O Brasil desembarcou no Haiti com a missão de estabilizar politicamente o país. Para os Estados Unidos, as vantagens da ¿solução brasileira¿ sempre foram evidentes. Melhor ter ali tropas verde-amarelas comandando o contingente da ONU do que precisar mandar os braços armados de Tio Sam. Até porque eles não estão sobrando. Mesmo se estivessem, a imagem de soldados americanos em operações fora de seu país sempre será vista com desconfiança, ainda que os propósitos sejam declarados 100% humanitários e tenham a cobertura das Nações Unidas.

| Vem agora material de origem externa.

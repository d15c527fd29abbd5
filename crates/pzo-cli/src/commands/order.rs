//! `pzo order`: fill a form from flags and submit it over HTTP.

use anyhow::{Context, Result};
use pzo_client::{submit_order, HttpOrderEndpoint, SubmitReport};
use pzo_config::{load_form_config, report_unused_keys, ConfigConsumer, UnusedKeyPolicy};
use pzo_form::Outcome;
use tokio::sync::Mutex;
use tracing::warn;

use super::{fill_session, print_form};

pub struct OrderArgs {
    pub name: String,
    pub size: String,
    pub toppings: Vec<String>,
    /// Overrides the configured endpoint base URL.
    pub endpoint: Option<String>,
    pub config_paths: Vec<String>,
}

/// Run the order and print the result. Returns what was reported so the
/// caller can pick the exit code.
pub async fn run_order(args: OrderArgs) -> Result<SubmitReport> {
    let path_refs: Vec<&str> = args.config_paths.iter().map(|s| s.as_str()).collect();
    let (cfg, loaded) = load_form_config(&path_refs).context("config load failed")?;
    let mut cfg = cfg.with_env_overrides(|k| std::env::var(k).ok())?;

    if let Some(loaded) = &loaded {
        let report = report_unused_keys(
            ConfigConsumer::Cli,
            &loaded.config_json,
            UnusedKeyPolicy::Warn,
        )?;
        for key in &report.unused_leaf_pointers {
            warn!(key = %key, "unused config key");
        }
    }

    if let Some(url) = args.endpoint {
        cfg.endpoint_base_url = url;
    }

    let endpoint = HttpOrderEndpoint::with_timeout(&cfg.endpoint_base_url, cfg.endpoint_timeout)?;
    let session = fill_session(&args.name, &args.size, &args.toppings)?;
    let form = Mutex::new(session);

    let report = submit_order(&form, &endpoint).await;
    println!("status={}", report.as_str());

    match &report {
        SubmitReport::Resolved { attempt, outcome } => {
            println!("attempt={attempt}");
            let kind = match outcome {
                Outcome::Success(_) => "success",
                Outcome::Failure(_) => "failure",
                Outcome::None => "none",
            };
            println!("outcome={kind}");
            println!("message={}", outcome.message().unwrap_or(""));
        }
        SubmitReport::GateClosed | SubmitReport::Busy => {
            print_form(&form.lock().await.view());
        }
    }

    Ok(report)
}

Por isso, desembarcamos em Porto Príncipe. Seria, entretanto, um erro concluir que nossos militares foram para lá contrariados, forçados. Ao contrário, a operação oferece às Forças Armadas uma oportunidade única de colocar tropas em situação de combate. E em ambientes não tão distantes da nossa realidade. Desde 2004, mais de 13 mil soldados e oficiais do Brasil participaram da missão. E encontraram situações semelhantes às eventualmente enfrentadas aqui.

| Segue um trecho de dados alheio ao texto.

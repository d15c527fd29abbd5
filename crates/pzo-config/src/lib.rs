//! pzo-config
//!
//! Layered YAML configuration for the order page binaries.
//!
//! Documents are merged in order (earlier = base, later = override), checked
//! for literal secrets, canonicalized and hashed so a running process can
//! report exactly which effective config it was started with.
//!
//! Typed access goes through [`FormConfig`]; unused keys are reported per
//! consumer via [`report_unused_keys`].

mod consumption;
mod form;

pub use consumption::{
    consumed_pointers_for, report_unused_keys, ConfigConsumer, UnusedKeyPolicy, UnusedKeyReport,
};
pub use form::{
    split_config_paths, FormConfig, ENV_CONFIG_PATHS, ENV_DAEMON_ADDR, ENV_ENDPOINT_URL,
};

use anyhow::{bail, Context, Result};
use serde_json::Value;
use sha2::{Digest, Sha256};
use std::fs;

/// Known secret-like prefixes. A leaf string value starting with one of these
/// aborts loading with CONFIG_SECRET_DETECTED.
const SECRET_PREFIXES: &[&str] = &[
    "sk-",        // Stripe / OpenAI style
    "sk_live",    // Stripe live
    "sk_test",    // Stripe test
    "AKIA",       // AWS access key ID
    "-----BEGIN", // PEM private keys
    "ghp_",       // GitHub PAT
    "glpat-",     // GitLab PAT
    "xoxb-",      // Slack bot token
];

#[derive(Debug, Clone)]
pub struct LoadedConfig {
    pub config_hash: String,
    pub canonical_json: String,
    pub config_json: Value,
}

pub fn load_layered_yaml(paths: &[&str]) -> Result<LoadedConfig> {
    let mut docs: Vec<String> = Vec::new();
    for p in paths {
        let raw =
            fs::read_to_string(p).with_context(|| format!("failed to read yaml path: {p}"))?;
        docs.push(raw);
    }

    let doc_refs: Vec<&str> = docs.iter().map(|s| s.as_str()).collect();
    load_layered_yaml_from_strings(&doc_refs)
}

pub fn load_layered_yaml_from_strings(yaml_docs: &[&str]) -> Result<LoadedConfig> {
    let mut merged = serde_json::json!({});
    for raw in yaml_docs {
        let v_yaml: serde_yaml::Value = serde_yaml::from_str(raw).context("invalid yaml")?;
        // An empty document parses as null; it contributes nothing.
        if v_yaml.is_null() {
            continue;
        }
        let v_json = serde_json::to_value(v_yaml).context("yaml->json conversion failed")?;
        merged = deep_merge(merged, v_json);
    }

    enforce_no_secret_literals(&merged)?;

    let canonical_json = canonicalize_json(&merged)?;
    let config_hash = sha256_hex(canonical_json.as_bytes());
    Ok(LoadedConfig {
        config_hash,
        canonical_json,
        config_json: merged,
    })
}

/// Load `paths` (possibly none) and build the typed view.
///
/// With no paths the defaults apply and no [`LoadedConfig`] is returned.
pub fn load_form_config(paths: &[&str]) -> Result<(FormConfig, Option<LoadedConfig>)> {
    if paths.is_empty() {
        return Ok((FormConfig::default(), None));
    }
    let loaded = load_layered_yaml(paths)?;
    let cfg = FormConfig::from_config_json(&loaded.config_json)?;
    Ok((cfg, Some(loaded)))
}

fn deep_merge(a: Value, b: Value) -> Value {
    match (a, b) {
        (Value::Object(mut a_map), Value::Object(b_map)) => {
            for (k, b_val) in b_map {
                let a_val = a_map.remove(&k).unwrap_or(Value::Null);
                a_map.insert(k, deep_merge(a_val, b_val));
            }
            Value::Object(a_map)
        }
        (_, b_other) => b_other,
    }
}

fn canonicalize_json(v: &Value) -> Result<String> {
    serde_json::to_string(&sorted_keys(v)).context("canonical json serialize failed")
}

// Rebuild objects with keys inserted in sorted order so the output does not
// depend on whether serde_json's map preserves insertion order.
fn sorted_keys(v: &Value) -> Value {
    match v {
        Value::Object(map) => {
            let mut keys: Vec<&String> = map.keys().collect();
            keys.sort();
            let mut out = serde_json::Map::new();
            for k in keys {
                out.insert(k.clone(), sorted_keys(&map[k]));
            }
            Value::Object(out)
        }
        Value::Array(arr) => Value::Array(arr.iter().map(sorted_keys).collect()),
        other => other.clone(),
    }
}

fn sha256_hex(bytes: &[u8]) -> String {
    let mut hasher = Sha256::new();
    hasher.update(bytes);
    hex::encode(hasher.finalize())
}

fn enforce_no_secret_literals(v: &Value) -> Result<()> {
    let mut leaves = Vec::new();
    collect_leaf_pointers(v, "", &mut leaves);

    for ptr in leaves {
        if let Some(s) = v.pointer(&ptr).and_then(|val| val.as_str()) {
            if looks_like_secret(s) {
                bail!("CONFIG_SECRET_DETECTED leaf={} value=REDACTED", ptr);
            }
        }
    }
    Ok(())
}

fn looks_like_secret(s: &str) -> bool {
    let t = s.trim();
    if t.len() < 8 {
        return false;
    }
    SECRET_PREFIXES.iter().any(|p| t.starts_with(p))
}

pub(crate) fn collect_leaf_pointers(v: &Value, prefix: &str, out: &mut Vec<String>) {
    match v {
        Value::Object(map) => {
            for (k, vv) in map.iter() {
                let next = format!("{}/{}", prefix, escape_pointer_token(k));
                collect_leaf_pointers(vv, &next, out);
            }
        }
        Value::Array(arr) => {
            for (i, vv) in arr.iter().enumerate() {
                let next = format!("{}/{}", prefix, i);
                collect_leaf_pointers(vv, &next, out);
            }
        }
        _ => {
            let p = if prefix.is_empty() {
                "/".to_string()
            } else {
                prefix.to_string()
            };
            out.push(p);
        }
    }
}

fn escape_pointer_token(s: &str) -> String {
    s.replace('~', "~0").replace('/', "~1")
}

Desde 2004, o Brasil já investiu mais de R$ 700 milhões no Haiti. A ONU devolveu ao governo brasileiro menos de R$ 300 milhões. O ministro da Defesa, Nelson Jobim, fez questão de dizer no fim do ano passado que o reembolso vinha aquém do necessário.

Hidrelétrica

Além de funcionar como elemento estabilizador e manter a paz, a missão brasileira previa, antes do terremoto, uma segunda etapa: o desenvolvimento econômico. O Brasil pretendia construir uma hidrelétrica em Porto Príncipe, a capital. O projeto inicial elaborado pelo Exército foi orçado em quase R$ 5 milhões. A obra completa da usina hidrelétrica de Artibonite deveria consumir 50 vezes mais.

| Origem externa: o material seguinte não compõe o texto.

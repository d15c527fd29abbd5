//! HttpOrderEndpoint against an httpmock server. No external network.

use httpmock::prelude::*;
use pzo_client::{HttpOrderEndpoint, OrderEndpoint, SubmitError};
use pzo_schemas::OrderRequest;
use serde_json::json;

fn order() -> OrderRequest {
    OrderRequest {
        full_name: "Jordan".to_string(),
        size: "M".to_string(),
        toppings: vec!["1".to_string(), "4".to_string()],
    }
}

#[tokio::test]
async fn accepted_order_returns_server_message() {
    let server = MockServer::start_async().await;
    let mock = server
        .mock_async(|when, then| {
            when.method(POST)
                .path("/api/order")
                .json_body(json!({"fullName": "Jordan", "size": "M", "toppings": ["1", "4"]}));
            then.status(201)
                .header("content-type", "application/json")
                .json_body(json!({"message": "Order placed"}));
        })
        .await;

    let ep = HttpOrderEndpoint::new(server.base_url());
    let accepted = ep.place_order(&order()).await.expect("2xx must be accepted");

    assert_eq!(accepted.message, "Order placed");
    mock.assert_async().await;
}

#[tokio::test]
async fn rejection_surfaces_server_message_verbatim() {
    let server = MockServer::start_async().await;
    server
        .mock_async(|when, then| {
            when.method(POST).path("/api/order");
            then.status(422)
                .header("content-type", "application/json")
                .json_body(json!({"message": "size must be S or M or L"}));
        })
        .await;

    let ep = HttpOrderEndpoint::new(server.base_url());
    let err = ep.place_order(&order()).await.unwrap_err();

    assert_eq!(
        err,
        SubmitError::Rejected {
            status: 422,
            message: Some("size must be S or M or L".to_string())
        }
    );
    assert_eq!(err.user_message(), "size must be S or M or L");
}

#[tokio::test]
async fn rejection_without_json_uses_status_description() {
    let server = MockServer::start_async().await;
    server
        .mock_async(|when, then| {
            when.method(POST).path("/api/order");
            then.status(502).body("<html>bad gateway</html>");
        })
        .await;

    let ep = HttpOrderEndpoint::new(server.base_url());
    let err = ep.place_order(&order()).await.unwrap_err();

    assert_eq!(err.user_message(), "order endpoint returned HTTP 502");
}

#[tokio::test]
async fn success_without_message_is_a_decode_failure() {
    let server = MockServer::start_async().await;
    server
        .mock_async(|when, then| {
            when.method(POST).path("/api/order");
            then.status(200).json_body(json!({"ok": true}));
        })
        .await;

    let ep = HttpOrderEndpoint::new(server.base_url());
    let err = ep.place_order(&order()).await.unwrap_err();
    assert!(matches!(err, SubmitError::Decode(_)), "got {err:?}");
}

#[tokio::test]
async fn unreachable_service_is_a_transport_failure() {
    // Port 9 (discard) on localhost is not listening in test environments.
    let ep = HttpOrderEndpoint::new("http://127.0.0.1:9");
    let err = ep.place_order(&order()).await.unwrap_err();
    assert!(matches!(err, SubmitError::Transport(_)), "got {err:?}");
    assert!(!err.user_message().is_empty());
}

O governo brasileiro pretendia levar neste ano o Programa Nacional de Segurança Pública com Cidadania (Pronasci) para o Haiti. Em outubro de 2009, uma missão da Agência Brasileira de Cooperação (ABC), ligada ao Ministério das Relações Exteriores, viajou até Porto Príncipe para apresentar detalhes do projeto e fazer um diagóstico dos problemas.

Agora, tudo passou ao terreno da incerteza. Mas pelo menos sobre uma coisa os militares brasileiros envolvidos na operação sempre manifestaram certeza absoluta, ainda que conversas reservadas: sem medidas efetivas para propiciar desenvolvimento econômico, geração de empregos e distribuição de renda, não seria possível concluir bem a missão. Seria como tentar evitar indefinidamente a explosão de uma panela de pressão, com a válvula quebrada, sem apagar o fogo.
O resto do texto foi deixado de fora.